■ **EXERCISE INSTRUCTIONS**
The answer must consist of every line in the data below that holds the word "crate".

■ **Saved data entries**
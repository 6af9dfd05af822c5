use std::collections::{BTreeMap, HashMap};
use std::fmt;

use tracing::{debug, info};
use uuid::Uuid;

use crate::error::{CoreError, CoreResult};
use crate::location::{Location, write_listing};
use crate::thing::{Item, Npc};

/// Stable identifier for a location owned by a [`Dungeon`].
#[derive(Debug, Clone, Copy, PartialEq, Eq, Hash)]
pub struct LocationId(pub Uuid);

impl LocationId {
    /// Generate a new random location ID.
    pub fn new() -> Self {
        Self(Uuid::new_v4())
    }
}

impl Default for LocationId {
    fn default() -> Self {
        Self::new()
    }
}

impl fmt::Display for LocationId {
    fn fmt(&self, f: &mut fmt::Formatter<'_>) -> fmt::Result {
        write!(f, "{}", &self.0.to_string()[..8])
    }
}

/// Owns every location once and connects them with directional exits.
///
/// Unlike [`Location::add_location`], exits here point at the shared
/// location, so marking a room visited is seen from every room leading to it.
/// Locations stored in the dungeon carry no neighbors of their own; all edges
/// live in the dungeon's exit table.
#[derive(Debug, Clone)]
pub struct Dungeon {
    /// Display name of the dungeon.
    pub name: String,
    locations: HashMap<LocationId, Location>,
    order: Vec<LocationId>,

    // Indexes
    by_name_lower: HashMap<String, LocationId>,
    exits: HashMap<LocationId, BTreeMap<String, LocationId>>,
}

impl Dungeon {
    /// Create an empty dungeon.
    pub fn new(name: impl Into<String>) -> Self {
        Self {
            name: name.into(),
            locations: HashMap::new(),
            order: Vec::new(),
            by_name_lower: HashMap::new(),
            exits: HashMap::new(),
        }
    }

    // -----------------------------------------------------------------------
    // Locations
    // -----------------------------------------------------------------------

    /// Add a location. Returns its ID.
    ///
    /// Any neighbors already stored inside `location` are dropped; use
    /// [`Dungeon::link`] to connect locations.
    pub fn add_location(&mut self, location: Location) -> CoreResult<LocationId> {
        let name_lower = location.name().to_lowercase();
        if self.by_name_lower.contains_key(&name_lower) {
            return Err(CoreError::DuplicateName(location.name().to_string()));
        }

        let id = LocationId::new();
        let mut stored = Location::new(location.name(), location.description());
        for npc in location.npcs() {
            stored.add_npc(npc);
        }
        for item in location.items() {
            stored.add_item(item);
        }
        if location.visited() {
            stored.set_visited();
        }

        debug!(%id, name = stored.name(), "added location");
        self.by_name_lower.insert(name_lower, id);
        self.order.push(id);
        self.locations.insert(id, stored);
        Ok(id)
    }

    /// Get a location by ID.
    pub fn get(&self, id: LocationId) -> Option<&Location> {
        self.locations.get(&id)
    }

    /// Place an NPC at a location.
    pub fn add_npc_to(&mut self, id: LocationId, npc: Npc) -> CoreResult<()> {
        self.stored_mut(id)?.add_npc(npc);
        Ok(())
    }

    /// Place an item at a location.
    pub fn add_item_to(&mut self, id: LocationId, item: Item) -> CoreResult<()> {
        self.stored_mut(id)?.add_item(item);
        Ok(())
    }

    // Stays private: a stored location must never gain neighbors of its own.
    fn stored_mut(&mut self, id: LocationId) -> CoreResult<&mut Location> {
        self.locations
            .get_mut(&id)
            .ok_or(CoreError::LocationNotFound(id))
    }

    /// Find a location by name (case-insensitive).
    pub fn find_by_name(&self, name: &str) -> Option<&Location> {
        self.find_id_by_name(name).and_then(|id| self.locations.get(&id))
    }

    /// Find a location ID by name (case-insensitive).
    pub fn find_id_by_name(&self, name: &str) -> Option<LocationId> {
        self.by_name_lower.get(&name.to_lowercase()).copied()
    }

    /// All locations in insertion order.
    pub fn locations(&self) -> impl Iterator<Item = (LocationId, &Location)> {
        self.order
            .iter()
            .filter_map(|id| self.locations.get(id).map(|loc| (*id, loc)))
    }

    /// Mark a location as visited.
    pub fn visit(&mut self, id: LocationId) -> CoreResult<()> {
        self.stored_mut(id)?.set_visited();
        Ok(())
    }

    // -----------------------------------------------------------------------
    // Exits
    // -----------------------------------------------------------------------

    /// Add a one-way exit from `from` to `to` labelled `direction`.
    pub fn link(
        &mut self,
        from: LocationId,
        direction: impl Into<String>,
        to: LocationId,
    ) -> CoreResult<()> {
        let direction = direction.into();
        if !self.locations.contains_key(&from) {
            return Err(CoreError::LocationNotFound(from));
        }
        if !self.locations.contains_key(&to) {
            return Err(CoreError::LocationNotFound(to));
        }
        if direction.is_empty() {
            return Err(CoreError::EmptyDirection);
        }

        let exits = self.exits.entry(from).or_default();
        if exits.contains_key(&direction) {
            return Err(CoreError::DuplicateDirection(direction));
        }
        debug!(%from, %to, %direction, "linked exit");
        exits.insert(direction, to);
        Ok(())
    }

    /// Connect `a` and `b` both ways: `a --there--> b` and `b --back--> a`.
    ///
    /// Either both exits are added or neither is.
    pub fn link_both(
        &mut self,
        a: LocationId,
        there: impl Into<String>,
        b: LocationId,
        back: impl Into<String>,
    ) -> CoreResult<()> {
        let there = there.into();
        self.link(a, there.clone(), b)?;
        if let Err(e) = self.link(b, back, a) {
            if let Some(exits) = self.exits.get_mut(&a) {
                exits.remove(&there);
            }
            return Err(e);
        }
        Ok(())
    }

    /// Exits of a location as `(direction, destination)`, sorted by direction.
    pub fn exits(&self, id: LocationId) -> Vec<(&str, LocationId)> {
        self.exits
            .get(&id)
            .map(|exits| exits.iter().map(|(d, to)| (d.as_str(), *to)).collect())
            .unwrap_or_default()
    }

    /// The destination of the exit labelled `direction`, if any.
    pub fn exit(&self, id: LocationId, direction: &str) -> Option<LocationId> {
        self.exits.get(&id).and_then(|exits| exits.get(direction)).copied()
    }

    // -----------------------------------------------------------------------
    // Rendering
    // -----------------------------------------------------------------------

    /// Print a location the same way as [`Location`]'s `Display`, with the
    /// "(Visited)" marker taken from the neighbors' current state.
    pub fn render(&self, id: LocationId) -> CoreResult<String> {
        let location = self.get(id).ok_or(CoreError::LocationNotFound(id))?;
        let exits = self.exits(id).into_iter().filter_map(|(direction, to)| {
            self.get(to)
                .map(|neighbor| (direction, neighbor.name(), neighbor.visited()))
        });

        let mut out = String::new();
        // Writing into a String never fails
        let _ = write_listing(&mut out, location, exits);
        Ok(out)
    }

    /// Build a value-copy [`Location`] whose neighbors are snapshots of the
    /// current neighbors. The snapshots carry no exits of their own.
    pub fn snapshot(&self, id: LocationId) -> CoreResult<Location> {
        let mut location = self
            .get(id)
            .cloned()
            .ok_or(CoreError::LocationNotFound(id))?;
        for (direction, to) in self.exits(id) {
            let neighbor = self.get(to).ok_or(CoreError::LocationNotFound(to))?;
            location.add_location(direction, neighbor)?;
        }
        Ok(location)
    }

    // -----------------------------------------------------------------------
    // Statistics
    // -----------------------------------------------------------------------

    /// Number of locations.
    pub fn location_count(&self) -> usize {
        self.locations.len()
    }

    /// Number of locations the player has visited.
    pub fn visited_count(&self) -> usize {
        self.locations.values().filter(|l| l.visited()).count()
    }

    /// Log a one-line summary of the dungeon's size.
    pub fn log_summary(&self) {
        let exit_count: usize = self.exits.values().map(BTreeMap::len).sum();
        info!(
            name = %self.name,
            locations = self.location_count(),
            exits = exit_count,
            "dungeon ready"
        );
    }
}

#[cfg(test)]
mod tests {
    use super::*;
    use crate::error::ErrorKind;

    fn test_dungeon() -> (Dungeon, LocationId, LocationId) {
        let mut dungeon = Dungeon::new("Test Dungeon");
        let mut cave = Location::new("Cave", "A dark cave");
        cave.add_npc(Npc::new("Goblin"));
        cave.add_item(Item::new("Torch"));
        let cave = dungeon.add_location(cave).unwrap();
        let forest = dungeon
            .add_location(Location::new("Forest", "A green forest"))
            .unwrap();
        dungeon.link_both(cave, "north", forest, "south").unwrap();
        (dungeon, cave, forest)
    }

    #[test]
    fn location_id_display_shows_short_form() {
        let id = LocationId(Uuid::parse_str("a3f2b1c8-1234-5678-9abc-def012345678").unwrap());
        assert_eq!(id.to_string(), "a3f2b1c8");
    }

    #[test]
    fn add_and_find_location() {
        let (dungeon, cave, _) = test_dungeon();
        assert_eq!(dungeon.location_count(), 2);
        assert_eq!(dungeon.get(cave).unwrap().name(), "Cave");
        assert_eq!(dungeon.find_id_by_name("cave"), Some(cave));
        assert_eq!(dungeon.find_by_name("FOREST").unwrap().name(), "Forest");
        assert!(dungeon.find_by_name("Lake").is_none());
    }

    #[test]
    fn duplicate_name_rejected() {
        let (mut dungeon, _, _) = test_dungeon();
        let err = dungeon
            .add_location(Location::new("cave", "Another cave"))
            .unwrap_err();
        assert_eq!(err, CoreError::DuplicateName("cave".to_string()));
        assert_eq!(dungeon.location_count(), 2);
    }

    #[test]
    fn locations_keep_insertion_order() {
        let (dungeon, cave, forest) = test_dungeon();
        let ids: Vec<LocationId> = dungeon.locations().map(|(id, _)| id).collect();
        assert_eq!(ids, [cave, forest]);
    }

    #[test]
    fn link_both_adds_reciprocal_exits() {
        let (dungeon, cave, forest) = test_dungeon();
        assert_eq!(dungeon.exit(cave, "north"), Some(forest));
        assert_eq!(dungeon.exit(forest, "south"), Some(cave));
        assert_eq!(dungeon.exit(cave, "south"), None);
    }

    #[test]
    fn link_rejects_bad_directions() {
        let (mut dungeon, cave, forest) = test_dungeon();
        assert_eq!(
            dungeon.link(cave, "", forest).unwrap_err().kind(),
            ErrorKind::InvalidArgument
        );
        assert_eq!(
            dungeon.link(cave, "north", forest).unwrap_err(),
            CoreError::DuplicateDirection("north".to_string())
        );
    }

    #[test]
    fn link_rejects_unknown_location() {
        let (mut dungeon, cave, _) = test_dungeon();
        let ghost = LocationId::new();
        assert_eq!(
            dungeon.link(cave, "east", ghost).unwrap_err(),
            CoreError::LocationNotFound(ghost)
        );
        assert_eq!(
            dungeon.link(ghost, "east", cave).unwrap_err().kind(),
            ErrorKind::NotFound
        );
    }

    #[test]
    fn link_both_rolls_back_on_failure() {
        let (mut dungeon, cave, forest) = test_dungeon();
        // "south" is already taken on the forest side
        let err = dungeon.link_both(cave, "up", forest, "south").unwrap_err();
        assert_eq!(err, CoreError::DuplicateDirection("south".to_string()));
        assert_eq!(dungeon.exit(cave, "up"), None);
    }

    #[test]
    fn exits_are_sorted_by_direction() {
        let (mut dungeon, cave, _) = test_dungeon();
        let pit = dungeon.add_location(Location::new("Pit", "Deep")).unwrap();
        dungeon.link(cave, "down", pit).unwrap();
        let dirs: Vec<&str> = dungeon.exits(cave).into_iter().map(|(d, _)| d).collect();
        assert_eq!(dirs, ["down", "north"]);
    }

    #[test]
    fn add_location_drops_embedded_neighbors() {
        let mut dungeon = Dungeon::new("Test");
        let mut hall = Location::new("Hall", "Long");
        hall.add_location("east", &Location::new("Kitchen", "Warm")).unwrap();
        let hall = dungeon.add_location(hall).unwrap();
        assert!(dungeon.get(hall).unwrap().locations().is_empty());
        assert!(dungeon.exits(hall).is_empty());
    }

    #[test]
    fn render_sees_live_visited_state() {
        let (mut dungeon, cave, forest) = test_dungeon();
        let before = dungeon.render(cave).unwrap();
        assert!(before.contains("    - north - Forest\n"));

        dungeon.visit(forest).unwrap();
        let after = dungeon.render(cave).unwrap();
        assert!(after.contains("    - north - Forest (Visited)\n"));
        assert_eq!(dungeon.visited_count(), 1);
    }

    #[test]
    fn render_matches_location_layout() {
        let (dungeon, cave, _) = test_dungeon();
        insta::assert_snapshot!(dungeon.render(cave).unwrap().trim_end(), @r"
        Cave - A dark cave
        You see the following NPCs:
            - Goblin
        You see the following Items:
            - Torch
        You can go in the following Directions:
            - north - Forest
        ");
    }

    #[test]
    fn snapshot_freezes_neighbor_state() {
        let (mut dungeon, cave, forest) = test_dungeon();
        let live_before = dungeon.render(cave).unwrap();
        let frozen = dungeon.snapshot(cave).unwrap();
        dungeon.visit(forest).unwrap();

        assert!(!frozen.locations()["north"].visited());
        assert_eq!(frozen.to_string(), live_before);
        assert_ne!(frozen.to_string(), dungeon.render(cave).unwrap());
    }

    #[test]
    fn unknown_id_errors() {
        let (mut dungeon, _, _) = test_dungeon();
        let ghost = LocationId::new();
        assert!(dungeon.render(ghost).is_err());
        assert!(dungeon.snapshot(ghost).is_err());
        assert_eq!(
            dungeon.visit(ghost).unwrap_err(),
            CoreError::LocationNotFound(ghost)
        );
        assert_eq!(
            dungeon.add_npc_to(ghost, Npc::new("Wraith")).unwrap_err(),
            CoreError::LocationNotFound(ghost)
        );
        assert_eq!(
            dungeon.add_item_to(ghost, Item::new("Lamp")).unwrap_err(),
            CoreError::LocationNotFound(ghost)
        );
    }

    #[test]
    fn added_things_show_up_live_and_in_snapshots() {
        let (mut dungeon, cave, forest) = test_dungeon();
        dungeon.add_npc_to(forest, Npc::new("Owl")).unwrap();
        dungeon.add_item_to(forest, Item::new("Acorn")).unwrap();

        let forest_text = dungeon.render(forest).unwrap();
        assert!(forest_text.contains("You see the following NPCs:\n    - Owl\n"));
        assert!(forest_text.contains("You see the following Items:\n    - Acorn\n"));

        let neighbors = dungeon.snapshot(cave).unwrap().locations();
        let north = &neighbors["north"];
        assert_eq!(north.npcs(), [Npc::new("Owl")]);
        assert_eq!(north.items(), [Item::new("Acorn")]);
        assert!(north.locations().is_empty());
    }
}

■ **OUTPUT OF THE TASK**
use crate::error::{CoreError, CoreResult};
use crate::location::{Location, write_listing};
use crate::thing::{Item, Npc};
    use crate::error::ErrorKind;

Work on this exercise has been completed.